- [What you should do]: Each entry must be returned exactly. None may be omitted.

___ Data for processing ___

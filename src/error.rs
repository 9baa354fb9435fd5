//! Error types shared by every calculator.
//!
//! All variants are validation failures raised before any arithmetic runs. A calculator
//! reports the first rule its input violates and nothing else, so callers can re-prompt
//! for that single field.

use thiserror::Error;

/// Validation failures reported by the calculators.
#[derive(Error, Debug, Clone, PartialEq)]
#[non_exhaustive]
pub enum StatError {
    #[error("Please fill in all fields with valid numbers ('{field}' is not a valid number).")]
    InvalidNumber { field: String },

    #[error("Sample size must be at least {minimum} (got {actual}).")]
    SampleSizeTooSmall { minimum: u32, actual: usize },

    #[error("Standard deviation must be positive ('{field}').")]
    NonPositiveDeviation { field: String },

    #[error("X and Y must have the same number of values (got {x} and {y}).")]
    LengthMismatch { x: usize, y: usize },

    #[error("Cannot calculate correlation: no variation in data.")]
    NoVariance,

    #[error("Please enter valid numeric values separated by commas.")]
    EmptySeries,

    #[error("Unsupported significance or confidence level: {value}")]
    UnsupportedLevel { value: f64 },
}

impl StatError {
    pub(crate) fn invalid_number(field: &str) -> Self {
        StatError::InvalidNumber {
            field: field.to_string(),
        }
    }

    pub(crate) fn non_positive_deviation(field: &str) -> Self {
        StatError::NonPositiveDeviation {
            field: field.to_string(),
        }
    }
}

pub type Result<T> = std::result::Result<T, StatError>;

___

- [Answer to this exercise]:
filename src/error.rs
repository 9baa354fb9435fd5
//! Error types shared by every calculator.
//!
//! All variants are validation failures raised before any arithmetic runs. A calculator
//! reports the first rule its input violates and nothing else, so callers can re-prompt
//! for that single field.

use thiserror::Error;

/// Validation failures reported by the calculators.
#[derive(Error, Debug, Clone, PartialEq)]
#[non_exhaustive]
pub enum StatError {
    #[error("Please fill in all fields with valid numbers ('{field}' is not a valid number).")]
    InvalidNumber { field: String },

    #[error("Sample size must be at least {minimum} (got {actual}).")]
    SampleSizeTooSmall { minimum: u32, actual: usize },

    #[error("Standard deviation must be positive ('{field}').")]
    NonPositiveDeviation { field: String },

    #[error("X and Y must have the same number of values (got {x} and {y}).")]
    LengthMismatch { x: usize, y: usize },

    #[error("Cannot calculate correlation: no variation in data.")]
    NoVariance,

    #[error("Please enter valid numeric values separated by commas.")]
    EmptySeries,

    #[error("Unsupported significance or confidence level: {value}")]
    UnsupportedLevel { value: f64 },
}

impl StatError {
    pub(crate) fn invalid_number(field: &str) -> Self {
        StatError::InvalidNumber {
            field: field.to_string(),
        }
    }

    pub(crate) fn non_positive_deviation(field: &str) -> Self {
        StatError::NonPositiveDeviation {
            field: field.to_string(),
        }
    }
}

pub type Result<T> = std::result::Result<T, StatError>;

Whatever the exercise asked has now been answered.